Land reform debate must be based on facts
http://www.thezimbabwean.co.uk
Written by Robin palmer
Wednesday, 19 January 2011 10:50
Ian Scoones made this plea in your paper last week (‘CFU welcomes debate on
land reforms’,13 January 2011): ‘We want the debate (on land reform) to move
ahead based on evidence, on facts, on details and on information based on
research rather than on conjecture.’
At the Royal African Society launch of his co-authored book, Zimbabwe’s Land
Reform, in London the following day, Ian got his wish, when we enjoyed two
hours of presentations, questions and answers without the normal ranting
that emerges whenever Fast Track Land Reform in Zimbabwe is mentioned.
At that meeting I was invited to make an historical presentation. So I
referred back to my 1977 book, Land and Racial Domination in Rhodesia, long
out of print and sadly never available inside Zimbabwe. In my introduction
to that book I referred to a considerable mythology which had grown up
around the subject of land, and went on:
‘While conscious of this mythology, I have felt it best to ignore it as far
as possible, and to attempt to produce a sober, dispassionate study which
will withstand (as well as such things can ever withstand) the ravages of
time and the changes of political climate, and one which perhaps will permit
future mythologies to have a somewhat firmer basis in reality.’ (p.1)
At the end of the book I concluded:
What can be affirmed with certainty is that the most acute and difficult
question confronting the first Government of Zimbabwe will be that of land,
bedevilled by its past use as a political and economic weapon by the whites,
and by the consequent mythologies to which this has given rise. The problem
will not be an easy one to resolve. The continuing stranglehold of the land
division of the 1890s, the fact that Rhodesia is part of the Southern
African regional economic system, and the lessons to be drawn from the
agricultural failures of neighbouring Zambia, will all impose constraints on
future land and agricultural policies. That the country possesses enormous
potential is not in doubt; that such potential can be harnessed effectively
and with social justice remains to be determined.’ (p.246)

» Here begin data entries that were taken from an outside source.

use grid_util::grid::{BoolGrid, Grid as ValueGrid};
use grid_util::point::Point;
use log::info;
use petgraph::unionfind::UnionFind;

use crate::grid::{Direction, Grid};

/// Connected components of the walkable cells of a grid, maintained in a [UnionFind]
/// structure. Answers whether a search can succeed without running one, so hopeless searches
/// can be skipped instead of flood-filling a whole region. Like a flow field this is a snapshot
/// and must be regenerated after obstacles change.
#[derive(Clone, Debug)]
pub struct Components {
    walkable: BoolGrid,
    sets: UnionFind<usize>,
    allow_diagonal: bool,
}

impl Components {
    /// Links every walkable cell to its walkable neighbours under the given movement mode.
    pub fn generate(grid: &Grid, allow_diagonal: bool) -> Components {
        info!(
            "Generating connected components for a {}x{} grid",
            grid.width(),
            grid.height()
        );
        let mut sets = UnionFind::new(grid.area());
        let mut walkable = BoolGrid::new(grid.width(), grid.height(), false);
        for cell in (0..grid.area()).map(|ix| grid.cell_at(ix)) {
            walkable.set_point(cell, grid.is_walkable(cell));
        }
        // Links are symmetric, so looking forward (east, south and the two southern diagonals)
        // covers every pair once.
        let forward: &[Direction] = if allow_diagonal {
            &[
                Direction::EAST,
                Direction::SOUTH,
                Direction::SOUTH_EAST,
                Direction::SOUTH_WEST,
            ]
        } else {
            &[Direction::EAST, Direction::SOUTH]
        };
        for cell in (0..grid.area()).map(|ix| grid.cell_at(ix)) {
            if !walkable.get_point(cell) {
                continue;
            }
            let ix = walkable.get_ix_point(&cell);
            for dir in forward {
                let n = dir.apply(cell);
                if walkable.point_in_bounds(n) && walkable.get_point(n) {
                    sets.union(ix, walkable.get_ix_point(&n));
                }
            }
        }
        Components {
            walkable,
            sets,
            allow_diagonal,
        }
    }

    pub fn allow_diagonal(&self) -> bool {
        self.allow_diagonal
    }

    /// Retrieves the component id of a walkable cell.
    pub fn component(&self, cell: Point) -> Option<usize> {
        if self.walkable.point_in_bounds(cell) && self.walkable.get_point(cell) {
            Some(self.sets.find(self.walkable.get_ix_point(&cell)))
        } else {
            None
        }
    }

    /// Checks if a search from `start` can reach `goal`. Both must be walkable unless they are
    /// the same cell.
    pub fn reachable(&self, start: Point, goal: Point) -> bool {
        if start == goal {
            return true;
        }
        match (self.component(start), self.component(goal)) {
            (Some(s), Some(g)) => s == g,
            _ => false,
        }
    }

    /// Checks if start and goal are not on the same component.
    pub fn unreachable(&self, start: Point, goal: Point) -> bool {
        !self.reachable(start, goal)
    }
}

When Nelson Marongwe, one of the co-authors of Zimbabwe’s Land Reform,
finally completed his doctorate in 2009, I presented him with a copy of my
1977 book as a reward for his great perseverance! That single copy has since
been circulated hand to hand around Masvingo ‘with great enthusiasm’, and
been appreciated on both sides of the political divide – which has pleased
me greatly. Another co-author, B.Z. Mavedzenge, has pointed out that ‘the
younger generation now have no idea about their real history.’
I am quietly hopeful that my 1977 historical study may finally be published
in Zimbabwe, and so make a belated contribution to the triumph of history
over mythology in this deeply and bitterly contested subject.